Segment Open

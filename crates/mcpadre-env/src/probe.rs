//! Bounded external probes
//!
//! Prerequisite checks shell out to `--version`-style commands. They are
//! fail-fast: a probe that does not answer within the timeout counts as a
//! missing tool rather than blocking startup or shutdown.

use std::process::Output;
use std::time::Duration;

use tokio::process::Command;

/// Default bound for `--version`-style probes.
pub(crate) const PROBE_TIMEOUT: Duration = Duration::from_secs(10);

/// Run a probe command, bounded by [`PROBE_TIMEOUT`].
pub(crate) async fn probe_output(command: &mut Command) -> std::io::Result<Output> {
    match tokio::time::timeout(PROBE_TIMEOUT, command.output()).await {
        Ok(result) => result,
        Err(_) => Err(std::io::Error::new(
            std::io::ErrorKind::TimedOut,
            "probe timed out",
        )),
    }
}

Segment Closed
Segment Open

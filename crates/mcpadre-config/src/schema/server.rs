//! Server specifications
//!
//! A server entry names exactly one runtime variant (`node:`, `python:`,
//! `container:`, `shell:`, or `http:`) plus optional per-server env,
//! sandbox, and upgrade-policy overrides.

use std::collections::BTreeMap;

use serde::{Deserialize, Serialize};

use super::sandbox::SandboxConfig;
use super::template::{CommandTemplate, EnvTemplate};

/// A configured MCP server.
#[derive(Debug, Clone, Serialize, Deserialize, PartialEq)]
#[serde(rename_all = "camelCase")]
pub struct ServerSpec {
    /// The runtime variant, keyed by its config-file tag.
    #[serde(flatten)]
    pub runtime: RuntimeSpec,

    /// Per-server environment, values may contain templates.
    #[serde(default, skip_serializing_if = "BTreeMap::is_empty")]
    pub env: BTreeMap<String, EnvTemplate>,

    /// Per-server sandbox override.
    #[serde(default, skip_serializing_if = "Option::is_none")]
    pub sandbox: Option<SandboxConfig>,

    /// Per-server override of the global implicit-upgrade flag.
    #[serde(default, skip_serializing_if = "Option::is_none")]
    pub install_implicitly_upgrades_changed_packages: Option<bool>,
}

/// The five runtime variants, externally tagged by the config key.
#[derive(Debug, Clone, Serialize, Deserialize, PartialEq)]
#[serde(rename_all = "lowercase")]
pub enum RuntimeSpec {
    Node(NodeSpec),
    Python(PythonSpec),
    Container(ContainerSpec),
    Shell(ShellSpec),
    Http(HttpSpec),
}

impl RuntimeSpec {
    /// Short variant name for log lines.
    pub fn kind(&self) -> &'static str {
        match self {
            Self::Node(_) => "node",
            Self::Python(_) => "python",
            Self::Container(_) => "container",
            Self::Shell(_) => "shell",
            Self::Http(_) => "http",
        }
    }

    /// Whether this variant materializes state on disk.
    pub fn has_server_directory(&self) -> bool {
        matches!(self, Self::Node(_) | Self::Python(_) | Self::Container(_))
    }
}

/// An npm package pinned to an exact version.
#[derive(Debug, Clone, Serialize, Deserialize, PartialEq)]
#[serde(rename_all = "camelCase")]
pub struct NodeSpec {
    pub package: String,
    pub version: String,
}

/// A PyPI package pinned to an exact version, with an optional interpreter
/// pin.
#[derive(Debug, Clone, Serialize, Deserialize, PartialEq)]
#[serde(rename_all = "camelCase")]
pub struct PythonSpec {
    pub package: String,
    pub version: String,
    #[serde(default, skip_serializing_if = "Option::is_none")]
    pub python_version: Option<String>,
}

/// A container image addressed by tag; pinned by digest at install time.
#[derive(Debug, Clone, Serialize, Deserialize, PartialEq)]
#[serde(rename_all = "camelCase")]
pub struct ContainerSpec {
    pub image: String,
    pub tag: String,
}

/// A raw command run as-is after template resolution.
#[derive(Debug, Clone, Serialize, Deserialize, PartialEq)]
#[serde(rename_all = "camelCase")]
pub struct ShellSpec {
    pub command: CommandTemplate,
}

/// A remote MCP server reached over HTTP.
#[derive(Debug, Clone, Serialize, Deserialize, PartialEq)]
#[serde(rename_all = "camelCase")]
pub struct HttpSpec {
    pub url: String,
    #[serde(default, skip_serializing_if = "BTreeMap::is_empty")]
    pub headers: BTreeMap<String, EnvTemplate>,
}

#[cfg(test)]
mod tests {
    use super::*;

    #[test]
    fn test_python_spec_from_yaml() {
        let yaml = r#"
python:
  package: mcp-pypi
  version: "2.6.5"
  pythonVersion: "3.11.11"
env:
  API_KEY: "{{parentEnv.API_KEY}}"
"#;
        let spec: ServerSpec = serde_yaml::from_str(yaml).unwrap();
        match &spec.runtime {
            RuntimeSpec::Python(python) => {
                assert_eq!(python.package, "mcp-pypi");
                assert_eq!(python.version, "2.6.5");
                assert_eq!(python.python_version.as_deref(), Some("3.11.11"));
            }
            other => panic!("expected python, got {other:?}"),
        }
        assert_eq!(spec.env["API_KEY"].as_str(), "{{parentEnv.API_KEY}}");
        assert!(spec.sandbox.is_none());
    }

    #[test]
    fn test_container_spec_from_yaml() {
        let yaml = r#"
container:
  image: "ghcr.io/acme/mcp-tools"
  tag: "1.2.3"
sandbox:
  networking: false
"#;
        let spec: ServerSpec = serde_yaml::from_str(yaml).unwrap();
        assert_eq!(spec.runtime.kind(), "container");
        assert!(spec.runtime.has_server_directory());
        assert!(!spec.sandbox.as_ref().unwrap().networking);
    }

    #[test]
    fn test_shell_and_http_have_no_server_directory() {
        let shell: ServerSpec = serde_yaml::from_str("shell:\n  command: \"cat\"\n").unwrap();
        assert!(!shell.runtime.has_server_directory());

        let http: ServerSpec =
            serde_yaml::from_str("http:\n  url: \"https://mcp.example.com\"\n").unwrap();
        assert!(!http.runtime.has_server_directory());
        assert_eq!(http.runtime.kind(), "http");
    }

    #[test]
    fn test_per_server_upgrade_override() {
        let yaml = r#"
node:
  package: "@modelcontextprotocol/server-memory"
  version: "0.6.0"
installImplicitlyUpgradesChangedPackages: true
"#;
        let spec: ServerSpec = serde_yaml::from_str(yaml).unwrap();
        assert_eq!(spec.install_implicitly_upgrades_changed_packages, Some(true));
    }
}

Segment Closed

## Work instructions:
Check each line of the records for the word "style", and show the lines that contain it.

## Expected output:
//! Prerequisite checks shell out to `--version`-style commands. They are
/// Default bound for `--version`-style probes.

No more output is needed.